投球による肩の痛み・腕や手の痺れ 〜四辺形間隙症候群(QLSS)〜
四辺形間隙症候群(QLSS)とは・・・?
投球時または投球後に「肩の外側が痛い」「腕や手が痺れる」といった症状がある場合、四辺形間隙症候群(QLSS : Quadrilateral Space Syndrome)かもしれません。肩甲骨の外側にはいくつか筋肉があり、それらと上腕骨の隙間には首から腕に伸びる神経や血管が通っています。
繰り返し投球することによって肩甲骨の外側の筋肉が固くなった結果、神経などが圧迫され、牽引ストレスが大きくなってしまうことで腕の症状が現れます。
治療は・・・?
肩甲骨の外側の筋肉は、力を出すことはもちろんのこと、投球のストレスから肩を守るためにも働いています。
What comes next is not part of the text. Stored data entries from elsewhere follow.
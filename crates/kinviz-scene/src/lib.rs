//! Kinviz scene: keeps a renderable scene in sync with a kinematic model.
//!
//! This crate provides:
//! - [`GeometryBuilder`] turning geometry descriptors into surfaces
//! - [`SceneRegistry`] mapping link names to scene nodes
//! - [`TransformSync`] pushing forward kinematics into the nodes
//! - Annotation layers for tool paths, contacts, frames and workspace clouds
//! - [`WorkspaceSampler`] for reachability and manipulability
//! - [`SceneContext`], the facade owned by the hosting shell

pub mod annotations;
pub mod config;
pub mod context;
pub mod draw;
pub mod error;
pub mod events;
pub mod geometry;
pub mod registry;
pub mod sampler;
pub mod snapshot;
pub mod sync;

pub use annotations::*;
pub use config::{ConfigError, SceneConfig};
pub use context::{PreparedScene, SceneContext, SharedScene};
pub use draw::*;
pub use error::SceneError;
pub use events::{AnnotationLayer, EventQueue, SceneEvent};
pub use geometry::{
    BoundingBox, BuiltSurface, GeometryBuilder, GeometryError, MeshVertex, Surface,
};
pub use registry::{SceneNode, SceneRegistry, VisualSurface};
pub use sampler::{
    CancelToken, Manipulability, SampleRequest, SamplingJob, WorkspaceResult, WorkspaceSampler,
    WorkspaceSamples, default_limits, manipulability_index,
};
pub use snapshot::{NodeSnapshot, SceneSnapshot};
pub use sync::TransformSync;
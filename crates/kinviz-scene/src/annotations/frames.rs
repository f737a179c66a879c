//! Frame triads, TCP marker, IK target frame and FK chain overlay

use glam::DVec3;
use kinviz_core::RigidTransform;
use serde::Serialize;

use super::{LineStyle, PointMarker};
use crate::registry::SceneRegistry;

/// Triad at an explicit pose
#[derive(Debug, Clone, Copy, PartialEq, Serialize)]
pub struct FrameMarker {
    pub pose: RigidTransform,
    pub size: f32,
}

/// Polyline through link origins along a tree path
#[derive(Debug, Clone, PartialEq, Serialize)]
pub struct FkChain {
    pub base: String,
    pub tip: String,
    /// Links from `base` to `tip`, both included
    pub links: Vec<String>,
    pub style: LineStyle,
}

impl FkChain {
    /// Origins of the chain links at their current node transforms
    pub fn points(&self, registry: &SceneRegistry) -> Vec<DVec3> {
        self.links
            .iter()
            .filter_map(|link| registry.get(link))
            .map(|node| node.transform.translation)
            .collect()
    }
}

/// Frame-related overlays.
///
/// Link triads are flagged on the scene nodes themselves; this layer
/// keeps their size and the overlays that are not tied to a node.
#[derive(Debug, Clone)]
pub struct FrameLayer {
    frame_size: f32,
    tcp_link: Option<String>,
    tcp_marker: Option<PointMarker>,
    target_frame: Option<FrameMarker>,
    fk_chain: Option<FkChain>,
}

impl FrameLayer {
    pub fn new(frame_size: f32) -> Self {
        Self {
            frame_size,
            tcp_link: None,
            tcp_marker: None,
            target_frame: None,
            fk_chain: None,
        }
    }

    pub fn frame_size(&self) -> f32 {
        self.frame_size
    }

    pub fn set_frame_size(&mut self, size: f32) {
        self.frame_size = size;
    }

    pub fn tcp_link(&self) -> Option<&str> {
        self.tcp_link.as_deref()
    }

    pub fn set_tcp_link(&mut self, link: Option<String>) {
        self.tcp_link = link;
    }

    pub fn tcp_marker(&self) -> Option<&PointMarker> {
        self.tcp_marker.as_ref()
    }

    pub fn set_tcp_marker(&mut self, marker: Option<PointMarker>) {
        self.tcp_marker = marker;
    }

    pub fn target_frame(&self) -> Option<&FrameMarker> {
        self.target_frame.as_ref()
    }

    pub fn set_target_frame(&mut self, frame: Option<FrameMarker>) {
        self.target_frame = frame;
    }

    pub fn fk_chain(&self) -> Option<&FkChain> {
        self.fk_chain.as_ref()
    }

    pub fn set_fk_chain(&mut self, chain: Option<FkChain>) {
        self.fk_chain = chain;
    }

    /// Drop every overlay; the configured size is kept
    pub fn clear(&mut self) {
        self.tcp_link = None;
        self.tcp_marker = None;
        self.target_frame = None;
        self.fk_chain = None;
    }
}
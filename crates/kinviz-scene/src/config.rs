//! Scene configuration, persisted as RON

use std::path::Path;

use serde::{Deserialize, Serialize};

/// Configuration error types
#[derive(Debug, Clone, PartialEq, thiserror::Error)]
pub enum ConfigError {
    #[error("IO error: {0}")]
    Io(String),

    #[error("Serialization error: {0}")]
    Serialize(String),

    #[error("Deserialization error: {0}")]
    Deserialize(String),
}

/// Style and sampling parameters of the scene.
///
/// Colors are RGBA in `0..=1`. Fields missing from a config file take
/// their default value.
#[derive(Debug, Clone, PartialEq, Serialize, Deserialize)]
#[serde(default)]
pub struct SceneConfig {
    /// Axis length of link frame triads
    pub frame_size: f32,
    pub tcp_marker_radius: f32,
    pub tcp_marker_color: [f32; 4],
    /// Axis length of the target frame triad
    pub target_frame_size: f32,

    pub contact_point_radius: f32,
    pub contact_point_color: [f32; 4],
    /// Length of a contact normal arrow
    pub contact_normal_scale: f32,
    pub contact_normal_color: [f32; 4],
    pub contact_highlight_color: [f32; 4],

    pub highlight_color: [f32; 4],
    /// Color of links whose visuals carry no material
    pub default_link_color: [f32; 4],

    pub path_color: [f32; 4],
    pub path_width: f32,
    pub waypoint_radius: f32,
    pub segment_color: [f32; 4],
    pub fk_chain_width: f32,
    pub fk_chain_color: [f32; 4],

    pub workspace_point_size: f32,
    pub workspace_opacity: f32,
    /// Sampling range used for joints without limits
    pub continuous_joint_range: (f64, f64),
    /// Fixed RNG seed for reproducible sampling
    pub sampling_seed: Option<u64>,

    /// Edge length of the marker cube shown for unbuildable geometry
    pub fallback_marker_size: f32,
    /// Segments around round primitives
    pub tessellation: u32,
}

impl Default for SceneConfig {
    fn default() -> Self {
        Self {
            frame_size: 0.1,
            tcp_marker_radius: 0.02,
            tcp_marker_color: [1.0, 0.0, 1.0, 1.0],
            target_frame_size: 0.15,
            contact_point_radius: 0.01,
            contact_point_color: [1.0, 0.2, 0.2, 1.0],
            contact_normal_scale: 0.1,
            contact_normal_color: [0.2, 1.0, 0.2, 1.0],
            contact_highlight_color: [1.0, 0.3, 0.0, 1.0],
            highlight_color: [1.0, 0.6, 0.0, 1.0],
            default_link_color: [0.7, 0.7, 0.7, 1.0],
            path_color: [1.0, 0.0, 0.0, 1.0],
            path_width: 2.0,
            waypoint_radius: 0.01,
            segment_color: [0.0, 1.0, 0.0, 1.0],
            fk_chain_width: 3.0,
            fk_chain_color: [0.0, 1.0, 1.0, 1.0],
            workspace_point_size: 3.0,
            workspace_opacity: 0.6,
            continuous_joint_range: (-3.14, 3.14),
            sampling_seed: None,
            fallback_marker_size: 0.05,
            tessellation: 24,
        }
    }
}

impl SceneConfig {
    pub fn from_ron_str(content: &str) -> Result<Self, ConfigError> {
        ron::from_str(content).map_err(|e| ConfigError::Deserialize(e.to_string()))
    }

    pub fn to_ron_string(&self) -> Result<String, ConfigError> {
        ron::ser::to_string_pretty(self, ron::ser::PrettyConfig::default())
            .map_err(|e| ConfigError::Serialize(e.to_string()))
    }

    /// Load configuration from a RON file
    pub fn load(path: impl AsRef<Path>) -> Result<Self, ConfigError> {
        let path = path.as_ref();
        let content = std::fs::read_to_string(path).map_err(|e| ConfigError::Io(e.to_string()))?;
        let config = Self::from_ron_str(&content)?;
        tracing::info!("Loaded scene config from {:?}", path);
        Ok(config)
    }

    pub fn save(&self, path: impl AsRef<Path>) -> Result<(), ConfigError> {
        let path = path.as_ref();
        if let Some(parent) = path.parent()
            && !parent.as_os_str().is_empty()
        {
            std::fs::create_dir_all(parent).map_err(|e| ConfigError::Io(e.to_string()))?;
        }
        std::fs::write(path, self.to_ron_string()?).map_err(|e| ConfigError::Io(e.to_string()))?;
        tracing::info!("Saved scene config to {:?}", path);
        Ok(())
    }
}

#[cfg(test)]
mod tests {
    use super::*;

    #[test]
    fn test_partial_config_uses_defaults() {
        let config = SceneConfig::from_ron_str("(frame_size: 0.25, sampling_seed: Some(7))").unwrap();
        assert_eq!(config.frame_size, 0.25);
        assert_eq!(config.sampling_seed, Some(7));
        assert_eq!(config.tessellation, SceneConfig::default().tessellation);
    }

    #[test]
    fn test_ron_round_trip() {
        let config = SceneConfig {
            workspace_opacity: 0.3,
            ..Default::default()
        };
        let text = config.to_ron_string().unwrap();
        assert_eq!(SceneConfig::from_ron_str(&text).unwrap(), config);
    }

    #[test]
    fn test_malformed_config() {
        assert!(matches!(
            SceneConfig::from_ron_str("(frame_size: \"big\")"),
            Err(ConfigError::Deserialize(_))
        ));
    }
}
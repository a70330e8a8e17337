use serde::{Deserialize, Serialize};
use std::fmt;

use crate::error::{Result, TrackError};

/// A cell on the landscape grid. Serialized as an `[x, y]` pair.
#[derive(Clone, Copy, Debug, PartialEq, Eq, Hash, Serialize, Deserialize)]
#[serde(from = "(i64, i64)", into = "(i64, i64)")]
pub struct Coord {
    pub x: i64,
    pub y: i64,
}

impl Coord {
    pub const fn new(x: i64, y: i64) -> Self {
        Self { x, y }
    }

    pub(crate) fn step(self, step: Step) -> Self {
        match step {
            Step::East => Self::new(self.x + 1, self.y),
            Step::North => Self::new(self.x, self.y + 1),
            Step::West => Self::new(self.x - 1, self.y),
            Step::South => Self::new(self.x, self.y - 1),
        }
    }
}

impl fmt::Display for Coord {
    fn fmt(&self, f: &mut fmt::Formatter<'_>) -> fmt::Result {
        write!(f, "({}, {})", self.x, self.y)
    }
}

impl From<(i64, i64)> for Coord {
    fn from((x, y): (i64, i64)) -> Self {
        Self::new(x, y)
    }
}

impl From<Coord> for (i64, i64) {
    fn from(coord: Coord) -> Self {
        (coord.x, coord.y)
    }
}

/// One chain-code step. The digits 1 to 4 move east, north, west and south.
#[derive(Clone, Copy, Debug, PartialEq, Eq, Hash)]
pub enum Step {
    East,
    North,
    West,
    South,
}

impl Step {
    pub fn code(self) -> char {
        match self {
            Step::East => '1',
            Step::North => '2',
            Step::West => '3',
            Step::South => '4',
        }
    }

    /// True when the two steps lie on different axes, i.e. moving from one to
    /// the other is a 90 degree turn.
    pub fn is_perpendicular_to(self, other: Step) -> bool {
        self.is_horizontal() != other.is_horizontal()
    }

    fn is_horizontal(self) -> bool {
        matches!(self, Step::East | Step::West)
    }
}

impl TryFrom<char> for Step {
    type Error = TrackError;

    fn try_from(c: char) -> Result<Self> {
        match c {
            '1' => Ok(Step::East),
            '2' => Ok(Step::North),
            '3' => Ok(Step::West),
            '4' => Ok(Step::South),
            _ => Err(TrackError::invalid_value("Chain Code must consist of digits 1, 2, 3, 4.")),
        }
    }
}

#[derive(Clone, Copy, Debug, PartialEq, Eq, Hash)]
pub enum Road {
    Residential,
    Local,
    Motorway,
}

impl Road {
    pub fn code(self) -> char {
        match self {
            Road::Residential => 'r',
            Road::Local => 'l',
            Road::Motorway => 'm',
        }
    }

    pub(crate) fn index(self) -> usize {
        self as usize
    }
}

impl TryFrom<char> for Road {
    type Error = TrackError;

    fn try_from(c: char) -> Result<Self> {
        match c {
            'r' => Ok(Road::Residential),
            'l' => Ok(Road::Local),
            'm' => Ok(Road::Motorway),
            _ => Err(TrackError::invalid_value("Road type must consist of the characters r, l or m.")),
        }
    }
}

#[derive(Clone, Copy, Debug, PartialEq, Eq, Hash)]
pub enum Terrain {
    Dirt,
    Gravel,
    Paved,
}

impl Terrain {
    pub fn code(self) -> char {
        match self {
            Terrain::Dirt => 'd',
            Terrain::Gravel => 'g',
            Terrain::Paved => 'p',
        }
    }

    pub(crate) fn index(self) -> usize {
        self as usize
    }
}

impl TryFrom<char> for Terrain {
    type Error = TrackError;

    fn try_from(c: char) -> Result<Self> {
        match c {
            'd' => Ok(Terrain::Dirt),
            'g' => Ok(Terrain::Gravel),
            'p' => Ok(Terrain::Paved),
            _ => Err(TrackError::invalid_value("Terrain must consist of characters p, g or d.")),
        }
    }
}
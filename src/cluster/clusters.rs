use std::fmt;

/// One cluster after the final iteration.
#[derive(Clone, Debug, PartialEq)]
pub struct Cluster {
    pub center: Vec<f64>,
    pub points: Vec<Vec<f64>>,
}

/// Result of a k-means run: the clusters in id order, and for every input
/// point the id of the cluster it was allocated to.
#[derive(Clone, Debug, PartialEq)]
pub struct Clusters {
    pub clusters: Vec<Cluster>,
    pub labels: Vec<usize>,
}

impl Clusters {
    pub(crate) fn from_labels(points: &[Vec<f64>], centers: Vec<Vec<f64>>, labels: Vec<usize>) -> Self {
        let mut clusters: Vec<Cluster> = centers
            .into_iter()
            .map(|center| Cluster {
                center,
                points: Vec::new(),
            })
            .collect();

        for (point, &label) in points.iter().zip(&labels) {
            clusters[label].points.push(point.clone());
        }

        Self { clusters, labels }
    }

    pub fn len(&self) -> usize {
        self.clusters.len()
    }

    pub fn is_empty(&self) -> bool {
        self.clusters.is_empty()
    }

    pub fn iter(&self) -> std::slice::Iter<'_, Cluster> {
        self.clusters.iter()
    }

    /// Indices of the input points in each cluster.
    pub fn groups(&self) -> Vec<Vec<usize>> {
        let mut groups = vec![Vec::new(); self.clusters.len()];
        for (index, &label) in self.labels.iter().enumerate() {
            groups[label].push(index);
        }
        groups
    }
}

struct Point<'a>(&'a [f64]);

impl fmt::Display for Point<'_> {
    fn fmt(&self, f: &mut fmt::Formatter<'_>) -> fmt::Result {
        write!(f, "(")?;
        for (i, value) in self.0.iter().enumerate() {
            if i > 0 {
                write!(f, ", ")?;
            }
            write!(f, "{}", value)?;
        }
        write!(f, ")")
    }
}

impl fmt::Display for Clusters {
    fn fmt(&self, f: &mut fmt::Formatter<'_>) -> fmt::Result {
        for (id, cluster) in self.clusters.iter().enumerate() {
            writeln!(
                f,
                "Cluster {} is centred at {} and has {} points.",
                id,
                Point(&cluster.center),
                cluster.points.len()
            )?;
            write!(f, "[")?;
            for (i, point) in cluster.points.iter().enumerate() {
                if i > 0 {
                    write!(f, ", ")?;
                }
                write!(f, "{}", Point(point))?;
            }
            writeln!(f, "]")?;
        }
        Ok(())
    }
}
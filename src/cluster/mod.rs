//! K-means clustering of points.
//!
//! This module provides two implementations of the same algorithm:
//! - `cluster`: points as plain `Vec<f64>`s, one loop per point and centre
//! - `cluster_ndarray` / `KMeans`: points as rows of a `Matrix`, using
//!   whole-array operations
//!
//! Both start from randomly picked input points, then alternate between
//! assigning every point to its nearest centre and moving every centre to the
//! mean of its points, for a fixed number of iterations. A centre left with no
//! points stays where it is.
//!
//! # Examples
//!
//! ```rust
//! use ndarray::array;
//! use rand::SeedableRng;
//! use rand::rngs::StdRng;
//! use tracknaliser::{cluster, cluster_ndarray};
//!
//! let points = vec![
//!     vec![1.0, 1.0],
//!     vec![1.5, 2.0],
//!     vec![8.0, 8.0],
//!     vec![8.5, 9.0],
//! ];
//!
//! let mut rng = StdRng::seed_from_u64(1);
//! let clusters = cluster(&points, 10, 2, &mut rng).unwrap();
//! println!("{}", clusters);
//!
//! let x = array![[1.0, 1.0], [1.5, 2.0], [8.0, 8.0], [8.5, 9.0]];
//! let clusters = cluster_ndarray(&x, 10, 2, &mut rng).unwrap();
//! assert_eq!(clusters.labels.len(), 4);
//! ```

mod clusters;
mod kmeans;
mod vectorised;

pub use clusters::{Cluster, Clusters};
pub use kmeans::cluster;
pub use vectorised::{KMeans, cluster_ndarray};

use crate::error::{Result, TrackError};

fn check_inputs(n_points: usize, clusters: usize) -> Result<()> {
    if clusters == 0 {
        return Err(TrackError::invalid_value("Number of clusters must be > 0."));
    }
    if clusters > n_points {
        return Err(TrackError::TooFewPoints {
            clusters,
            points: n_points,
        });
    }
    Ok(())
}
症状を出現させないためには、肩甲骨外側筋の柔軟性獲得や肩甲骨外側筋以外の機能も高めることが重要となります。
まずは柔軟性のセルフチェック!
上腕三頭筋の柔軟性チェック
両肩に手を置き、肘を正面から挙げる。①正面から見て肘の高さに左右差がないか、②横から見て耳の後ろに腕が到達しているかを確認する。
肩甲骨外側筋の柔軟性チェック
・横向きに寝て、肩・肘をそれぞれ90°に曲げる・手首をもって、手のひらを地面に近づける。
・左右での移動量の差を確認する。
ストレッチ
四つ這いストレッチ(肩甲骨外側、広背筋)
方法
① 手を肩より少し前において四つ這いになる。
② 目線は前方に向けながらお尻を後ろに下げ、肩甲骨外側をストレッチする。(30秒×3セット)
③ 肩が痛くなる場合は、症状がある方の手を反対側の手に近づける方法で、ストレッチが可能となる場合がある。
※③を試しても肩が痛い場合は中止する。
四つ這いストレッチ(肩甲骨後方、胸郭)
方法
① 手を肩より前において四つ這いになる。
② 目的側の手を反対側の体側に伸ばし、肩を床に近づけ、肩後方をストレッチする。(30秒×3セット)
※息は止めずに深呼吸しながら行いましょう。
上腕三頭筋ストレッチ(二の腕~脇)
方法
頭上で目的側の肘を反対の手で持ち、肘を引くことでストレッチする。(30秒×3セット)
※目的側の肘はできるだけ曲げておくことで、より上腕三頭筋がストレッチされます。
トレーニング
肩甲骨内側、背中のトレーニング
方法
① うつ伏せになり、肘を曲げた状態で腕を広げる。
② 肩甲骨同士を寄せるように腕を上げ、キープしながら腕を上下に動かす(10回×3セット)。
※首の力は出来るだけ入れないよう注意する。
※上腕部におもりを付けて負荷量を調節する。